Problem requirements :: Please repeat, exactly and with nothing extra, the line containing "assert_eq!(events[0].kind, EngagementKind::View);" and every line after it up to the end of the material.

◆ ◆ ◆ ◆ ◆

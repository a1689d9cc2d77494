//! Engagement log: append-only like/view events.
//!
//! Events are only ever inserted and enumerated; counts are derived by
//! counting rows, never stored.

use std::sync::Arc;

use chrono::{DateTime, Utc};
use serde::{Deserialize, Serialize};
use tokio::sync::Mutex;

use crate::clock::{Clock, SystemClock};
use crate::domain::PostId;

#[derive(Debug, Clone, Copy, PartialEq, Eq, Serialize, Deserialize)]
#[serde(rename_all = "snake_case")]
pub enum EngagementKind {
    Like,
    View,
}

/// One engagement row: a post id and a timestamp, nothing else.
#[derive(Debug, Clone, Serialize, Deserialize)]
pub struct EngagementEvent {
    pub post_id: PostId,
    pub kind: EngagementKind,
    pub recorded_at: DateTime<Utc>,
}

/// In-memory append-only event store.
pub struct EngagementLog {
    events: Mutex<Vec<EngagementEvent>>,
    clock: Arc<dyn Clock>,
}

impl EngagementLog {
    pub fn new() -> Self {
        Self::with_clock(Arc::new(SystemClock))
    }

    pub fn with_clock(clock: Arc<dyn Clock>) -> Self {
        Self {
            events: Mutex::new(Vec::new()),
            clock,
        }
    }

    pub async fn record_like(&self, post_id: &PostId) -> EngagementEvent {
        self.record(post_id, EngagementKind::Like).await
    }

    pub async fn record_view(&self, post_id: &PostId) -> EngagementEvent {
        self.record(post_id, EngagementKind::View).await
    }

    async fn record(&self, post_id: &PostId, kind: EngagementKind) -> EngagementEvent {
        let event = EngagementEvent {
            post_id: post_id.clone(),
            kind,
            recorded_at: self.clock.now(),
        };
        let mut events = self.events.lock().await;
        events.push(event.clone());
        event
    }

    pub async fn like_count(&self, post_id: &PostId) -> usize {
        self.count(post_id, EngagementKind::Like).await
    }

    pub async fn view_count(&self, post_id: &PostId) -> usize {
        self.count(post_id, EngagementKind::View).await
    }

    async fn count(&self, post_id: &PostId, kind: EngagementKind) -> usize {
        let events = self.events.lock().await;
        events
            .iter()
            .filter(|e| e.kind == kind && &e.post_id == post_id)
            .count()
    }

    /// All events for one post, in insertion (= time) order.
    pub async fn events_for(&self, post_id: &PostId) -> Vec<EngagementEvent> {
        let events = self.events.lock().await;
        events
            .iter()
            .filter(|e| &e.post_id == post_id)
            .cloned()
            .collect()
    }
}

impl Default for EngagementLog {
    fn default() -> Self {
        Self::new()
    }
}

#[cfg(test)]
mod tests {
    use super::*;

    #[tokio::test]
    async fn counts_are_derived_from_rows() {
        let log = EngagementLog::new();
        let p1 = PostId::new("p1");
        let p2 = PostId::new("p2");

        log.record_like(&p1).await;
        log.record_like(&p1).await;
        log.record_view(&p1).await;
        log.record_view(&p2).await;

        assert_eq!(log.like_count(&p1).await, 2);
        assert_eq!(log.view_count(&p1).await, 1);
        assert_eq!(log.like_count(&p2).await, 0);
        assert_eq!(log.view_count(&p2).await, 1);
    }

    #[tokio::test]
    async fn events_keep_insertion_order() {
        let log = EngagementLog::new();
        let p1 = PostId::new("p1");

        log.record_view(&p1).await;
        log.record_like(&p1).await;

        let events = log.events_for(&p1).await;
        assert_eq!(events.len(), 2);
        assert_eq!(events[0].kind, EngagementKind::View);
        assert_eq!(events[1].kind, EngagementKind::Like);
        assert!(events[0].recorded_at <= events[1].recorded_at);
    }
}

◆ ◆ ◆ ◆ ◆

Response to the task ::
        assert_eq!(events[0].kind, EngagementKind::View);
        assert_eq!(events[1].kind, EngagementKind::Like);
        assert!(events[0].recorded_at <= events[1].recorded_at);
    }
}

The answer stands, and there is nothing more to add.